There were 30 households, of which 13.3% had children under the age of 18 living with them, 30.0% were married couples living together, 10.0% had a female householder with no husband present, 6.7% had a male householder with no wife present, and 53.3% were non-families. 46.7% of all households were made up of individuals, and 13.3% had someone living alone who was 65 years of age or older. The average household size was 1.73 and the average family size was 2.43.

The median age in the city was 65.5 years. 6.5% of residents were under the age of 18; 3.4% were between the ages of 18 and 24; 13% were from 25 to 44; 26% were from 45 to 64; and 51.1% were 65 years of age or older. The gender makeup of the city was 44.6% male and 55.4% female.

===2000 census===
As of the census of 2000, there were 133 people, 43 households, and 26 families residing in the city. The population density was 978.4 PD/sqmi. There were 55 housing units at an average density of 404.6 /sqmi. The racial makeup of the city was 99.25% White and 0.75% Native American.

There were 43 households, out of which 25.6% had children under the age of 18 living with them, 44.2% were married couples living together, 16.3% had a female householder with no husband present, and 39.5% were non-families. 37.2% of all households were made up of individuals, and 27.9% had someone living alone who was 65 years of age or older. The average household size was 2.16 and the average family size was 2.81.

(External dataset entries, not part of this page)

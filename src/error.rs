//! Error types for geometry, audio, configuration and GPU setup.

use thiserror::Error;

/// Failures while building the cached surface geometry. All of these are fatal
/// at startup: rendering never sees NaN or collapsed point sets.
#[derive(Error, Debug, Clone, PartialEq)]
pub enum GeometryError {
    /// Grid needs at least two samples per side for `u`/`v` to span [0, 1], and
    /// at most `MAX_GRID_RESOLUTION` to fit one GPU vertex buffer.
    #[error(
        "grid resolution must be in 2..={max}, got {0}",
        max = crate::params::MAX_GRID_RESOLUTION
    )]
    InvalidGrid(usize),

    /// Nothing to cache.
    #[error("surface catalog is empty")]
    EmptyCatalog,

    /// A generator produced NaN or infinity.
    #[error("surface '{surface}' produced a non-finite point at index {index}")]
    NonFinitePoint { surface: String, index: usize },

    /// All points coincide (or lie within epsilon), so no scale factor exists.
    #[error("surface '{surface}' has degenerate extent {extent}")]
    DegenerateExtent { surface: String, extent: f64 },
}

/// Audio capture failures. Non-fatal: the visual keeps running without audio.
#[derive(Error, Debug, Clone, PartialEq)]
pub enum AudioError {
    /// Host has no usable input device or cannot capture at all.
    #[error("audio input not supported: {0}")]
    Unsupported(String),

    /// Requested device id is not present.
    #[error("audio input device not found: {0}")]
    DeviceNotFound(String),

    /// Device refused to open the stream (busy, permission denied, unplugged).
    #[error("audio input denied: {0}")]
    Denied(String),

    /// Host-side failure reported by the backend.
    #[error("audio backend error: {0}")]
    Backend(String),
}

impl AudioError {
    /// Short platform-style reason shown next to the audio status.
    pub fn reason(&self) -> &'static str {
        match self {
            Self::Unsupported(_) => "NotSupportedError",
            Self::DeviceNotFound(_) => "NotFoundError",
            Self::Denied(_) => "NotAllowedError",
            Self::Backend(_) => "AbortError",
        }
    }
}

/// Invalid parameter values caught by `validate()`.
#[derive(Error, Debug, Clone, PartialEq)]
#[error("invalid {section} config: {message}")]
pub struct ConfigError {
    pub section: &'static str,
    pub message: String,
}

impl ConfigError {
    pub fn new(section: &'static str, message: impl Into<String>) -> Self {
        Self {
            section,
            message: message.into(),
        }
    }
}

/// GPU setup failures.
#[derive(Error, Debug)]
pub enum RenderError {
    #[error("failed to create surface: {0}")]
    Surface(#[from] wgpu::CreateSurfaceError),

    #[error("failed to find suitable GPU adapter")]
    NoAdapter,

    #[error("failed to request device: {0}")]
    Device(#[from] wgpu::RequestDeviceError),
}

In the city, the population was spread out, with 16.5% under the age of 18, 5.3% from 18 to 24, 12.8% from 25 to 44, 18.0% from 45 to 64, and 47.4% who were 65 years of age or older. The median age was 64 years. For every 100 females, there were 87.3 males. For every 100 females age 18 and over, there were 76.2 males.

The median income for a household in the city was $23,750, and the median income for a family was $31,875. Males had a median income of $28,750 versus $25,625 for females. The per capita income for the city was $12,237. There were 17.9% of families and 19.8% of the population living below the poverty line, including 47.1% of under eighteens and 14.3% of those over 64.

==Notable person==

- Einar Jonasson (1887-1935), politician in Manitoba, was born in the area but moved with his family to Canada in 1888.